What is very important to get clear is that a Voice is the fundamental playable entity in the MOXF. The Voice is made up of Waveforms. These are oscillators. An oscillator is a technical term for what is oscillating or vibrating in any musical instrument. The Voice is a set of parameters that describe an instrument. A trumpet is made of brass or nickel (each sounds different), is several feet in length, usually coiled (heralding trumpets are straight), three valves, etc., etc. the material it is made out of affects the tone, the bell helps direct the sound. But no matter how detailed our description of this horn it makes no sound until a vibrating pair of human lips are placed against the mouthpiece.

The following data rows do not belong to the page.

//! Smartstyle Steps
//!
//! This crate provides the compilation steps smartstyle runs over a
//! manuscript, and the pipeline that sequences them. A step receives the
//! text-bearing units of the kinds it declares, plus the option values the
//! host resolved for it, and rewrites their contents in place.
//!
//! # Step Behavior
//!
//! - A step never fails the pipeline; problems are reported through
//!   [`StepOutcome::Skipped`] and a log line
//! - Units are handed over in input order and come back in the same order
//! - Units whose kind the step does not declare are left alone
//!
//! # Example
//!
//! ```
//! use smartstyle_steps::{Pipeline, StepContext};
//! use smartstyle_core::{OptionValues, Scene};
//!
//! # #[tokio::main(flavor = "current_thread")]
//! # async fn main() {
//! let pipeline = Pipeline::with_builtins();
//! let ctx = StepContext::new().with_options(
//!     "smart-style",
//!     OptionValues::new().with("marker", ">r").with("styleName", "RightAligned"),
//! );
//!
//! let (scenes, _reports) = pipeline.run(vec![Scene::new(">r Hello there")], &ctx).await;
//! assert_eq!(
//!     scenes[0].contents.as_deref(),
//!     Some("::: {custom-style=\"RightAligned\" .RightAligned}\nHello there\n:::")
//! );
//! # }
//! ```

pub mod builtin;
pub mod description;
pub mod escape;
pub mod replacer;

pub use description::{OptionSpec, OptionType, StepDescription};
pub use replacer::SmartStyleReplacer;

use log::debug;
use smartstyle_core::{OptionValues, Scene, SmartStyleError};
use std::collections::HashMap;

/// Result of running one step.
#[derive(Debug)]
pub enum StepOutcome {
    /// The step ran over its units
    Applied {
        /// Units whose contents changed
        scenes_changed: usize,
        /// Individual rewrites performed
        replacements: usize,
    },
    /// The step did nothing; units are untouched
    Skipped {
        /// Why the step was skipped
        reason: SmartStyleError,
    },
}

impl StepOutcome {
    /// Whether the step actually ran.
    pub fn is_applied(&self) -> bool {
        matches!(self, StepOutcome::Applied { .. })
    }

    /// Number of rewrites performed (0 when skipped).
    pub fn replacements(&self) -> usize {
        match self {
            StepOutcome::Applied { replacements, .. } => *replacements,
            StepOutcome::Skipped { .. } => 0,
        }
    }
}

/// A compilation step.
pub trait Step: Send + Sync {
    /// Registry name for identification and logging.
    fn name(&self) -> &str;

    /// Metadata exposed to the host.
    fn describe(&self) -> StepDescription;

    /// Process the units this step applies to.
    ///
    /// `units` only holds units whose kind the step declares, in input
    /// order.
    fn process(&self, units: &mut [&mut Scene], options: &OptionValues) -> StepOutcome;
}

/// Option values for each step, keyed by step name.
#[derive(Debug, Clone, Default)]
pub struct StepContext {
    options: HashMap<String, OptionValues>,
}

impl StepContext {
    /// Create an empty context.
    pub fn new() -> Self {
        Self::default()
    }

    /// Builder-style variant of [`StepContext::set_options`].
    pub fn with_options(mut self, step: impl Into<String>, values: OptionValues) -> Self {
        self.set_options(step, values);
        self
    }

    /// Set the option values for a step.
    pub fn set_options(&mut self, step: impl Into<String>, values: OptionValues) {
        self.options.insert(step.into(), values);
    }

    /// Option values for a step, if any were set.
    pub fn options_for(&self, step: &str) -> Option<&OptionValues> {
        self.options.get(step)
    }
}

/// Outcome of one step within a pipeline run.
#[derive(Debug)]
pub struct StepReport {
    /// Step name
    pub step: String,
    /// What the step did
    pub outcome: StepOutcome,
}

/// Ordered list of steps run over a manuscript.
#[derive(Default)]
pub struct Pipeline {
    steps: Vec<Box<dyn Step>>,
}

impl Pipeline {
    /// Create a new empty pipeline.
    pub fn new() -> Self {
        Self::default()
    }

    /// Create a pipeline with the built-in steps.
    pub fn with_builtins() -> Self {
        let mut pipeline = Self::new();
        for step in builtin::builtin_steps() {
            pipeline.register(step);
        }
        pipeline
    }

    /// Append a step. Steps run in registration order.
    pub fn register(&mut self, step: Box<dyn Step>) {
        self.steps.push(step);
    }

    /// Get the number of registered steps.
    pub fn step_count(&self) -> usize {
        self.steps.len()
    }

    /// Get step names.
    pub fn step_names(&self) -> Vec<&str> {
        self.steps.iter().map(|s| s.name()).collect()
    }

    /// Run every step over `scenes`.
    ///
    /// Yields to the scheduler between steps. Returns the scenes in input
    /// order together with one report per step.
    pub async fn run(
        &self,
        mut scenes: Vec<Scene>,
        ctx: &StepContext,
    ) -> (Vec<Scene>, Vec<StepReport>) {
        let no_options = OptionValues::new();
        let mut reports = Vec::with_capacity(self.steps.len());

        for step in &self.steps {
            let description = step.describe();
            let mut units: Vec<&mut Scene> = scenes
                .iter_mut()
                .filter(|s| description.applies_to(s.kind))
                .collect();

            let options = ctx.options_for(step.name()).unwrap_or(&no_options);
            let outcome = step.process(&mut units, options);
            debug!("Step {}: {:?}", step.name(), outcome);

            reports.push(StepReport {
                step: step.name().to_string(),
                outcome,
            });
            tokio::task::yield_now().await;
        }

        (scenes, reports)
    }
}
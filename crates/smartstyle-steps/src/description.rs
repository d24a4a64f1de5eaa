//! Self-describing step metadata.
//!
//! Hosts use this to discover a step's options and build UI for them.

use serde::{Deserialize, Serialize};
use smartstyle_core::ContentKind;

/// Type of an option value.
#[derive(Debug, Clone, Copy, PartialEq, Eq, Serialize, Deserialize)]
pub enum OptionType {
    /// Free-form text
    Text,
}

/// One configurable option of a step.
#[derive(Debug, Clone, PartialEq, Eq, Serialize, Deserialize)]
pub struct OptionSpec {
    /// Key under which the host supplies the value
    pub id: String,
    /// Display name
    pub name: String,
    /// Help text
    pub description: String,
    /// Value type
    #[serde(rename = "type")]
    pub option_type: OptionType,
    /// Suggested default, applied by the host
    pub default: String,
}

impl OptionSpec {
    /// Create a text option.
    pub fn text(
        id: impl Into<String>,
        name: impl Into<String>,
        description: impl Into<String>,
        default: impl Into<String>,
    ) -> Self {
        Self {
            id: id.into(),
            name: name.into(),
            description: description.into(),
            option_type: OptionType::Text,
            default: default.into(),
        }
    }
}

/// Metadata a step exposes to its host.
#[derive(Debug, Clone, PartialEq, Eq, Serialize, Deserialize)]
pub struct StepDescription {
    /// Human-readable step name
    pub name: String,
    /// What the step does
    pub description: String,
    /// Unit kinds the step is applied to
    pub available_kinds: Vec<ContentKind>,
    /// Option schema
    pub options: Vec<OptionSpec>,
}

impl StepDescription {
    /// Whether the step applies to units of `kind`.
    pub fn applies_to(&self, kind: ContentKind) -> bool {
        self.available_kinds.contains(&kind)
    }

    /// Look up an option by id.
    pub fn option(&self, id: &str) -> Option<&OptionSpec> {
        self.options.iter().find(|o| o.id == id)
    }
}
//! SQLite pass history.
//!
//! Stores every finished pass in `rebalance_passes` with its counters and
//! one `rebalance_outcomes` row per target. Implements the
//! [`PassRecorder`](crate::port::PassRecorder) port.

use std::collections::HashMap;

use async_trait::async_trait;
use diesel::prelude::*;
use tracing::debug;

use super::registry::{parse_timestamp, timestamp};
use crate::adapter::outbound::sqlite::database::connection::DbPool;
use crate::adapter::outbound::sqlite::database::model::{NewOutcomeRow, OutcomeRow, PassRow};
use crate::adapter::outbound::sqlite::database::schema::{rebalance_outcomes, rebalance_passes};
use crate::domain::id::{PassId, TargetId};
use crate::domain::outcome::{OutcomeRecord, TargetOutcome};
use crate::domain::pass::{PassBuilder, PassStatus, RebalancePass};
use crate::domain::report::RunReport;
use crate::domain::target::TargetKind;
use crate::error::{Error, Result};
use crate::port::PassRecorder;

const STATUS_COMPLETED: &str = "completed";
const STATUS_ABORTED: &str = "aborted";

fn count(value: usize) -> i32 {
    i32::try_from(value).unwrap_or(i32::MAX)
}

/// SQLite-backed pass recorder.
pub struct SqlitePassRecorder {
    /// Database connection pool.
    pool: DbPool,
}

impl SqlitePassRecorder {
    #[must_use]
    pub fn new(pool: DbPool) -> Self {
        Self { pool }
    }

    fn pass_row(pass: &RebalancePass) -> PassRow {
        let counts = RunReport::from_pass(pass).counts();
        let (status, abort_reason) = match pass.status() {
            PassStatus::Completed => (STATUS_COMPLETED, None),
            PassStatus::Aborted { reason } => (STATUS_ABORTED, Some(reason.clone())),
        };
        PassRow {
            id: pass.id().to_string(),
            started_at: timestamp(pass.started_at()),
            finished_at: timestamp(pass.finished_at()),
            status: status.to_string(),
            abort_reason,
            targets: count(counts.targets),
            attempted: count(counts.attempted),
            succeeded: count(counts.succeeded),
            skipped: count(counts.skipped),
            failed: count(counts.failed),
            unknown: count(counts.unknown),
        }
    }

    fn outcome_rows(pass: &RebalancePass) -> Result<Vec<NewOutcomeRow>> {
        pass.outcomes()
            .iter()
            .enumerate()
            .map(|(position, record)| {
                let tx_hash = match &record.outcome {
                    TargetOutcome::Succeeded { tx_hash } | TargetOutcome::Unknown { tx_hash } => {
                        Some(tx_hash.clone())
                    }
                    _ => None,
                };
                Ok(NewOutcomeRow {
                    pass_id: pass.id().to_string(),
                    position: count(position),
                    target_id: record.target_id.to_string(),
                    kind: record.kind.as_str().to_string(),
                    outcome: record.outcome.label().to_string(),
                    detail: serde_json::to_string(&record.outcome)?,
                    tx_hash,
                })
            })
            .collect()
    }

    fn restore(row: PassRow, outcomes: Vec<OutcomeRow>) -> Result<RebalancePass> {
        let started_at = parse_timestamp(&row.started_at).map_err(Error::Parse)?;
        let finished_at = parse_timestamp(&row.finished_at).map_err(Error::Parse)?;
        let status = match row.status.as_str() {
            STATUS_ABORTED => PassStatus::Aborted {
                reason: row.abort_reason.unwrap_or_default(),
            },
            _ => PassStatus::Completed,
        };

        let records = outcomes
            .into_iter()
            .map(|o| {
                Ok(OutcomeRecord {
                    target_id: TargetId::from(o.target_id),
                    kind: o.kind.parse::<TargetKind>()?,
                    outcome: serde_json::from_str(&o.detail)?,
                })
            })
            .collect::<Result<Vec<_>>>()?;

        Ok(PassBuilder::restore(
            PassId::from(row.id),
            started_at,
            finished_at,
            status,
            records,
        ))
    }

    /// Write a pass and its outcomes in one transaction.
    ///
    /// # Errors
    ///
    /// Returns an error if serialization or the database write fails.
    pub fn insert(&self, pass: &RebalancePass) -> Result<()> {
        let pass_row = Self::pass_row(pass);
        let outcome_rows = Self::outcome_rows(pass)?;
        let mut conn = self
            .pool
            .get()
            .map_err(|e| Error::Connection(e.to_string()))?;

        conn.transaction::<_, diesel::result::Error, _>(|conn| {
            diesel::insert_into(rebalance_passes::table)
                .values(&pass_row)
                .execute(conn)?;
            if !outcome_rows.is_empty() {
                diesel::insert_into(rebalance_outcomes::table)
                    .values(&outcome_rows)
                    .execute(conn)?;
            }
            Ok(())
        })
        .map_err(|e| Error::Database(e.to_string()))?;

        debug!(pass_id = %pass.id(), outcomes = outcome_rows.len(), "Recorded rebalance pass");
        Ok(())
    }

    /// Load the newest `limit` passes, newest first.
    ///
    /// # Errors
    ///
    /// Returns an error if the database read fails or a row cannot be decoded.
    pub fn load_recent(&self, limit: usize) -> Result<Vec<RebalancePass>> {
        let mut conn = self
            .pool
            .get()
            .map_err(|e| Error::Connection(e.to_string()))?;

        let passes: Vec<PassRow> = rebalance_passes::table
            .order(rebalance_passes::started_at.desc())
            .limit(i64::try_from(limit).unwrap_or(i64::MAX))
            .select(PassRow::as_select())
            .load(&mut conn)
            .map_err(|e| Error::Database(e.to_string()))?;
        if passes.is_empty() {
            return Ok(Vec::new());
        }

        let ids: Vec<&str> = passes.iter().map(|p| p.id.as_str()).collect();
        let outcome_rows: Vec<OutcomeRow> = rebalance_outcomes::table
            .filter(rebalance_outcomes::pass_id.eq_any(ids))
            .order((rebalance_outcomes::pass_id.asc(), rebalance_outcomes::position.asc()))
            .select(OutcomeRow::as_select())
            .load(&mut conn)
            .map_err(|e| Error::Database(e.to_string()))?;

        let mut by_pass: HashMap<String, Vec<OutcomeRow>> = HashMap::new();
        for row in outcome_rows {
            by_pass.entry(row.pass_id.clone()).or_default().push(row);
        }

        passes
            .into_iter()
            .map(|row| {
                let outcomes = by_pass.remove(&row.id).unwrap_or_default();
                Self::restore(row, outcomes)
            })
            .collect()
    }
}

#[async_trait]
impl PassRecorder for SqlitePassRecorder {
    async fn record(&self, pass: &RebalancePass) -> Result<()> {
        self.insert(pass)
    }

    async fn recent(&self, limit: usize) -> Result<Vec<RebalancePass>> {
        self.load_recent(limit)
    }
}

Voice parameters describe the trumpet but until you select a Waveform on the OSCILLATOR > WAVE page, the Voice makes no sound. Voice data is a small set of parameters that get stored in your USER BANKS right on board the MOXF. Only the Waveforms and the Sampled audio are installed on the Flash Board. The MOXF keeps track of your Voice data and where the audio that will allow it to sound is installed.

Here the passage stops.